Growing up around Scunthorpe, England, Jon has been surrounded by industrial scrubland most of his life, and an affinity for the abandoned has been with him since childhood. In fact, Jon’s own passion for the past has found its home outside of Reddit too. “I spend a lot of my free time watching informative YouTube videos about science and history, and I’ve been inspired by the likes of Tom Scott, Jay Foreman, and other videomakers, to make my own.”
Jon explores other past relics in his videos, from the Humber Sea Forts to historic cathedrals, constantly pursuing the same sense of identity afforded by images of the past. Jon’s immortalisation of history through his videos parallels the way users found on /r/RustyRails approach their work, each crafting their own shrines to the past with every submitted photograph.
Reddit’s unique site design allows for what Jon describes as ‘niche, small communities’ to exist and share in a collective social experience, and /r/RustyRails is, perhaps unknowingly, an exemplary illustration of the internet’s power to connect.
Samuel Thomas, another frequenter of the site, is testament to the magnetic power of these small communities, having found a home on /r/RustyRails despite only being a user of Reddit for a couple of months.
“What I love is the randomness and carefree feeling of sitting in a Berliner U-Bahn,” he says, “looking at four people sitting next to each other, each one completely different.”

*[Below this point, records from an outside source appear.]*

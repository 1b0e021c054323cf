//! Closed-form least-squares regression via the normal equation.
//!
//! A dataset is a slice of equally-long feature rows paired with one
//! target per row. [`fit`] assembles the design matrix `X` and target
//! column `Y`, then solves
//!
//! ```text
//! theta = (XᵗX)⁻¹ Xᵗ Y
//! ```
//!
//! which minimizes the summed squared residuals in closed form — no
//! iteration, no convergence criterion, no learning rate. [`predict`]
//! applies the fitted weight column to a new feature row.
//!
//! No intercept column is added implicitly: callers that want a bias term
//! include a constant feature themselves, alongside whatever engineered
//! features (squared terms, indicator flags) the problem calls for.
//!
//! ```
//! use normalis::regress;
//!
//! // y = 3a + 2b, recovered exactly from two independent rows
//! let rows: [&[f64]; 2] = [&[1.0, 0.0], &[0.0, 1.0]];
//! let theta = regress::fit(&rows, &[3.0, 2.0]).unwrap();
//! assert!((theta[(0, 0)] - 3.0).abs() < 1e-12);
//! assert!((theta[(1, 0)] - 2.0).abs() < 1e-12);
//!
//! let y = regress::predict(&[2.0, 5.0], &theta).unwrap();
//! assert!((y - 16.0).abs() < 1e-9);
//! ```

use alloc::vec::Vec;

use crate::linalg::LinalgError;
use crate::matrix::Matrix;
use crate::traits::FloatScalar;

/// Build the `N x F` design matrix from dataset rows.
///
/// Rows are taken verbatim; no intercept column is inserted. Returns
/// `DimensionMismatch` for an empty dataset or ragged rows.
pub fn design_matrix<T: FloatScalar>(rows: &[&[T]]) -> Result<Matrix<T>, LinalgError> {
    Matrix::from_row_slices(rows)
}

/// Fit a weight column to the dataset by the normal equation.
///
/// `rows` is the dataset (N rows of F features each) and `targets` the N
/// observed outcomes. Returns the unique `F x 1` least-squares solution
/// `theta = (XᵗX)⁻¹ Xᵗ Y`, exact up to floating-point rounding.
///
/// Fitting twice on identical inputs yields identical theta; there is no
/// internal randomness and no state carried between calls.
///
/// # Errors
///
/// - `DimensionMismatch` when `rows.len() != targets.len()`, the dataset
///   is empty, or rows are ragged.
/// - `Singular` when `XᵗX` is not invertible — collinear features, or
///   fewer samples than features. No pseudo-inverse fallback is applied;
///   the error is the result.
pub fn fit<T: FloatScalar>(rows: &[&[T]], targets: &[T]) -> Result<Matrix<T>, LinalgError> {
    let x = design_matrix(rows)?;
    if targets.len() != x.nrows() {
        return Err(LinalgError::DimensionMismatch {
            left: (x.nrows(), x.ncols()),
            right: (targets.len(), 1),
        });
    }
    let y = Matrix::column_vector(targets);

    let xt = x.transpose();
    let xtx = xt.matmul(&x)?;
    let xty = xt.matmul(&y)?;
    xtx.inverse()?.matmul(&xty)
}

/// Predict the outcome for one feature row under a fitted weight column.
///
/// Computes the `1 x F` by `F x 1` product and returns the single scalar.
/// Returns `DimensionMismatch` when `features.len()` differs from
/// `theta.nrows()` or `theta` is not a column.
pub fn predict<T: FloatScalar>(features: &[T], theta: &Matrix<T>) -> Result<T, LinalgError> {
    if theta.ncols() != 1 || features.len() != theta.nrows() {
        return Err(LinalgError::DimensionMismatch {
            left: (1, features.len()),
            right: (theta.nrows(), theta.ncols()),
        });
    }
    let row = Matrix::row_vector(features);
    let product = row.matmul(theta)?;
    Ok(product[(0, 0)])
}

/// Signed prediction errors, one per dataset row: `predict(row) - target`.
///
/// Shares [`fit`]'s shape requirements on `rows` and `targets`.
pub fn residuals<T: FloatScalar>(
    rows: &[&[T]],
    targets: &[T],
    theta: &Matrix<T>,
) -> Result<Vec<T>, LinalgError> {
    if rows.len() != targets.len() {
        return Err(LinalgError::DimensionMismatch {
            left: (rows.len(), theta.nrows()),
            right: (targets.len(), 1),
        });
    }
    let mut out = Vec::with_capacity(rows.len());
    for (row, &target) in rows.iter().zip(targets.iter()) {
        out.push(predict(row, theta)? - target);
    }
    Ok(out)
}

#[cfg(test)]
mod tests {
    use super::*;

    fn approx_eq(a: f64, b: f64, tol: f64) {
        assert!(
            (a - b).abs() < tol,
            "expected {} ≈ {} (diff = {}, tol = {})",
            a,
            b,
            (a - b).abs(),
            tol
        );
    }

    #[test]
    fn theta_shape() {
        let rows: [&[f64]; 4] = [
            &[1.0, 2.0, 0.5],
            &[2.0, 1.0, 1.5],
            &[3.0, 5.0, 2.5],
            &[4.0, 3.0, 0.1],
        ];
        let theta = fit(&rows, &[1.0, 2.0, 3.0, 4.0]).unwrap();
        assert_eq!(theta.nrows(), 3);
        assert_eq!(theta.ncols(), 1);
    }

    #[test]
    fn exact_recovery_square_system() {
        // Y generated as X * theta_true with N == F and full column rank:
        // fit must recover theta_true to floating-point tolerance.
        let rows: [&[f64]; 3] = [&[1.0, 2.0, 0.0], &[0.0, 1.0, 4.0], &[5.0, 6.0, 0.0]];
        let theta_true = [2.0, -1.0, 0.5];
        let targets: Vec<f64> = rows
            .iter()
            .map(|r| r.iter().zip(theta_true.iter()).map(|(a, b)| a * b).sum())
            .collect();

        let theta = fit(&rows, &targets).unwrap();
        for (i, &expected) in theta_true.iter().enumerate() {
            approx_eq(theta[(i, 0)], expected, 1e-9);
        }

        // Predictions on the training rows reproduce the targets
        for (row, &target) in rows.iter().zip(targets.iter()) {
            approx_eq(predict(row, &theta).unwrap(), target, 1e-9);
        }
    }

    #[test]
    fn overdetermined_exact_fit() {
        // More samples than features, targets still exactly linear
        let rows: [&[f64]; 5] = [
            &[1.0, 1.0],
            &[1.0, 2.0],
            &[1.0, 3.0],
            &[1.0, 4.0],
            &[1.0, 5.0],
        ];
        // y = 10 + 3x, intercept supplied as a constant feature column
        let targets = [13.0, 16.0, 19.0, 22.0, 25.0];
        let theta = fit(&rows, &targets).unwrap();
        approx_eq(theta[(0, 0)], 10.0, 1e-9);
        approx_eq(theta[(1, 0)], 3.0, 1e-9);
    }

    #[test]
    fn fit_is_deterministic() {
        let rows: [&[f64]; 3] = [&[1.0, 2.0], &[3.0, 4.0], &[5.0, 7.0]];
        let targets = [1.0, 2.0, 4.0];
        let a = fit(&rows, &targets).unwrap();
        let b = fit(&rows, &targets).unwrap();
        assert_eq!(a, b);
    }

    #[test]
    fn target_count_mismatch() {
        let rows: [&[f64]; 2] = [&[1.0, 2.0], &[3.0, 4.0]];
        let err = fit(&rows, &[1.0, 2.0, 3.0]).unwrap_err();
        assert_eq!(
            err,
            LinalgError::DimensionMismatch {
                left: (2, 2),
                right: (3, 1),
            }
        );
    }

    #[test]
    fn duplicate_rows_singular() {
        // Two identical rows among N == F samples: X'X is rank-deficient
        let rows: [&[f64]; 3] = [&[1.0, 2.0, 4.0], &[1.0, 2.0, 4.0], &[2.0, 8.0, 16.0]];
        let err = fit(&rows, &[1.0, 1.0, 2.0]).unwrap_err();
        assert_eq!(err, LinalgError::Singular);
    }

    #[test]
    fn fewer_samples_than_features_singular() {
        let rows: [&[f64]; 2] = [&[1.0, 2.0, 4.0], &[2.0, 4.0, 8.0]];
        let err = fit(&rows, &[1.0, 2.0]).unwrap_err();
        assert_eq!(err, LinalgError::Singular);
    }

    #[test]
    fn empty_dataset_rejected() {
        let rows: [&[f64]; 0] = [];
        assert!(fit(&rows, &[]).is_err());
    }

    #[test]
    fn ragged_rows_rejected() {
        let rows: [&[f64]; 2] = [&[1.0, 2.0], &[3.0]];
        let err = fit(&rows, &[1.0, 2.0]).unwrap_err();
        assert!(matches!(err, LinalgError::DimensionMismatch { .. }));
    }

    #[test]
    fn predict_length_mismatch() {
        let theta = Matrix::column_vector(&[1.0_f64, 2.0, 3.0]);
        let err = predict(&[1.0, 2.0], &theta).unwrap_err();
        assert_eq!(
            err,
            LinalgError::DimensionMismatch {
                left: (1, 2),
                right: (3, 1),
            }
        );
        assert!(predict(&[1.0, 2.0, 3.0, 4.0], &theta).is_err());
    }

    #[test]
    fn predict_rejects_non_column_theta() {
        let theta = Matrix::from_rows(2, 2, &[1.0_f64, 0.0, 0.0, 1.0]);
        assert!(predict(&[1.0, 2.0], &theta).is_err());
    }

    #[test]
    fn predict_applies_weights() {
        let theta = Matrix::column_vector(&[2.0_f64, -1.0, 0.5]);
        let y = predict(&[1.0, 2.0, 4.0], &theta).unwrap();
        approx_eq(y, 2.0, 1e-12);
    }

    #[test]
    fn residuals_values() {
        let theta = Matrix::column_vector(&[1.0_f64, 1.0]);
        let rows: [&[f64]; 2] = [&[1.0, 2.0], &[3.0, 4.0]];
        let r = residuals(&rows, &[2.0, 8.0], &theta).unwrap();
        approx_eq(r[0], 1.0, 1e-12); // 3 - 2
        approx_eq(r[1], -1.0, 1e-12); // 7 - 8
    }

    #[test]
    fn fit_leaves_inputs_usable() {
        // The same rows can back repeated fits: nothing is consumed or mutated
        let rows: [&[f64]; 2] = [&[1.0, 0.0], &[0.0, 1.0]];
        let targets = [3.0, 2.0];
        let first = fit(&rows, &targets).unwrap();
        let second = fit(&rows, &targets).unwrap();
        assert_eq!(first, second);
        assert_eq!(rows[0], &[1.0, 0.0]);
    }
}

When we discover an old junction in a leafy grove, sunlight dappling the former footprints of commuters, lovers, and friends, do we feel that quiet sense of awe because we feel what Sam describes? We live in a world where our lives are more connected than ever, and a rail route map seems a crude analogy to our complex, plugged-in lives. When Sam watches the world go by him on the aisles of trains, he feels a connection that social media cannot give us. A connection to lives both past and present, living and dead.
“The thrill and beauty of the rails running through the trees into what seemed like infinity really amazed me”, Sam says, remembering the first ever abandoned S-Bahn site he came across. Finding /r/RustyRails was, to Sam and other users, like taking a seat next to those same four people on the U-Bahn and finding that perhaps they weren’t so different after all.
It was a reminder that hobbies are only as intriguing as those pioneering them, and that forming relationships with other enthusiasts is a life-affirming gift.
The subreddit’s only moderator, Eric Paterno, is the pivot around which this unorthodox community operates. He is the firewall against outsiders, ensuring /r/RustyRails is always a space for people to gather and revel in photos of abandoned tracks. He tells me that when he himself goes out to former routes, he allows his imagination to repurpose the past.
An unreliable past it may be, but to Eric it’s as real as the ground beneath his feet. “Picturing back fifty years ago, when the weeds were cleared, the trees trimmed back, the rails shiny with use, empty boxcars backed up […] I find my active imagination provides a delightful contrast to the desolation in the present.”
What Eric highlights here are they many ways by which we reimagine and relive the past when we ourselves look at an old photograph, whether we were present or not. The past we see in that tiny frame or shot is coloured in, redrawn, and remapped in our minds according to everything that has happened since. For the users of /r/RustyRails, the rail tracks themselves are only half the mystery. The other half comes from their own imaginative rendering of times gone by, collaging together fiction and fact to give stories to seemingly forgotten objects.
Theirs is a community that is far more than niche interests and aesthetically bleak photographs. It’s a small but powerful commentary on our constant reimagining of the past, a celebration of our nostalgia for that which will never come again, and a beautiful example of the power of the internet to give life to our history, and cherished communities in the here and now.